** TASK GOAL **
Every line in the entries where "PathBuf" is found should be copied.

** Collected data entries **

----

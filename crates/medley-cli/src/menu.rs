//! Declarative menu tree.
//!
//! The whole menu is a pure function of catalog state: after every
//! mutation the tree is derived again rather than edited in place.
//! Actions are stable identifiers resolved by the dispatch code, so a
//! rebuilt tree keeps pointing at the same catalog entries.

use std::path::PathBuf;

use medley_core::{ CatalogKind, PlaylistEntry };


/// What a menu item does when activated.
#[derive( Debug, Clone, PartialEq, Eq )]
pub enum Action {
    /// Read URLs from the clipboard into a new online playlist.
    PasteUrls,

    /// Prompt for a folder and build a local playlist from it.
    CreateFromFolder,

    /// Hand an online playlist to the player as-is.
    Play { path: PathBuf },

    /// Rescan, rewrite, then hand a local playlist to the player.
    RefreshAndPlay { path: PathBuf },

    Rename { kind: CatalogKind, path: PathBuf },
    Delete { kind: CatalogKind, path: PathBuf },
    DeleteAll { kind: CatalogKind },
}


/// One node of the menu tree.
#[derive( Debug, Clone )]
pub struct MenuItem {
    pub label: String,
    pub action: Option<Action>,
    pub children: Vec<MenuItem>,
    /// Shortcut hint handled in normal mode.
    pub key: Option<char>,
}


impl MenuItem {
    /// A leaf item that triggers an action.
    fn item( label: impl Into<String>, action: Action ) -> Self {
        Self {
            label: label.into(),
            action: Some( action ),
            children: Vec::new(),
            key: None,
        }
    }


    /// A node that opens a submenu.
    fn submenu( label: impl Into<String>, children: Vec<MenuItem> ) -> Self {
        Self {
            label: label.into(),
            action: None,
            children,
            key: None,
        }
    }


    fn with_key( mut self, key: char ) -> Self {
        self.key = Some( key );
        self
    }
}


/// Builds the full menu tree from the two catalogs.
pub fn build_menu( online: &[PlaylistEntry], local: &[PlaylistEntry] ) -> Vec<MenuItem> {
    let mut items = vec![
        MenuItem::item( "Paste URLs as Playlist", Action::PasteUrls ).with_key( 'v' ),
        MenuItem::item( "Open Folder as Playlist", Action::CreateFromFolder ).with_key( 'o' ),
    ];

    if !online.is_empty() {
        let children = online.iter()
            .map( |entry| {
                MenuItem::submenu( entry.title.clone(), vec![
                    MenuItem::item( "Play", Action::Play { path: entry.path.clone() } ),
                    MenuItem::item( "Rename", Action::Rename {
                        kind: CatalogKind::Online,
                        path: entry.path.clone(),
                    }),
                    MenuItem::item( "Delete", Action::Delete {
                        kind: CatalogKind::Online,
                        path: entry.path.clone(),
                    }),
                ])
            })
            .collect();
        items.push( MenuItem::submenu( "Online Playlists", children ) );
    }

    if !local.is_empty() {
        let children = local.iter()
            .map( |entry| {
                MenuItem::submenu( format!( "{} ({})", entry.title, entry.count ), vec![
                    MenuItem::item( "Play (Auto-update)", Action::RefreshAndPlay {
                        path: entry.path.clone(),
                    }),
                    MenuItem::item( "Rename", Action::Rename {
                        kind: CatalogKind::Local,
                        path: entry.path.clone(),
                    }),
                    MenuItem::item( "Delete", Action::Delete {
                        kind: CatalogKind::Local,
                        path: entry.path.clone(),
                    }),
                ])
            })
            .collect();
        items.push( MenuItem::submenu( "Local Playlists", children ) );
    }

    if !online.is_empty() || !local.is_empty() {
        let mut manage = Vec::new();
        if !online.is_empty() {
            manage.push( MenuItem::item(
                "Remove All Online Playlists",
                Action::DeleteAll { kind: CatalogKind::Online },
            ));
        }
        if !local.is_empty() {
            manage.push( MenuItem::item(
                "Remove All Local Playlists",
                Action::DeleteAll { kind: CatalogKind::Local },
            ));
        }
        items.push( MenuItem::submenu( "Manage Playlists", manage ) );
    }

    items
}


#[cfg( test )]
mod tests {
    use super::*;


    fn entry( title: &str, path: &str, count: usize ) -> PlaylistEntry {
        PlaylistEntry {
            title: title.to_string(),
            path: PathBuf::from( path ),
            scan_path: None,
            count,
        }
    }


    #[test]
    fn test_empty_catalogs_build_only_create_actions() {
        let menu = build_menu( &[], &[] );

        assert_eq!( menu.len(), 2 );
        assert_eq!( menu[ 0 ].action, Some( Action::PasteUrls ) );
        assert_eq!( menu[ 1 ].action, Some( Action::CreateFromFolder ) );
    }


    #[test]
    fn test_local_labels_carry_counts() {
        let local = vec![ entry( "Trip", "/data/local_Trip.m3u8", 12 ) ];
        let menu = build_menu( &[], &local );

        let section = menu.iter().find( |m| m.label == "Local Playlists" ).unwrap();
        assert_eq!( section.children[ 0 ].label, "Trip (12)" );
    }


    #[test]
    fn test_entry_actions_carry_stable_paths() {
        let online = vec![ entry( "Mix", "/data/local_Mix.m3u8", 3 ) ];
        let menu = build_menu( &online, &[] );

        let section = menu.iter().find( |m| m.label == "Online Playlists" ).unwrap();
        let playlist = &section.children[ 0 ];

        assert_eq!(
            playlist.children[ 0 ].action,
            Some( Action::Play { path: PathBuf::from( "/data/local_Mix.m3u8" ) } ),
        );
        assert!( matches!(
            playlist.children[ 2 ].action,
            Some( Action::Delete { kind: CatalogKind::Online, .. } ),
        ));
    }


    #[test]
    fn test_manage_section_tracks_catalog_presence() {
        let online = vec![ entry( "Mix", "/data/a.m3u8", 1 ) ];

        let menu = build_menu( &online, &[] );
        let manage = menu.iter().find( |m| m.label == "Manage Playlists" ).unwrap();
        assert_eq!( manage.children.len(), 1 );

        let menu = build_menu( &[], &[] );
        assert!( menu.iter().all( |m| m.label != "Manage Playlists" ) );
    }
}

----

** RESULT OF THIS EXERCISE **
use std::path::PathBuf;
    Play { path: PathBuf },
    RefreshAndPlay { path: PathBuf },
    Rename { kind: CatalogKind, path: PathBuf },
    Delete { kind: CatalogKind, path: PathBuf },
            path: PathBuf::from( path ),
            Some( Action::Play { path: PathBuf::from( "/data/local_Mix.m3u8" ) } ),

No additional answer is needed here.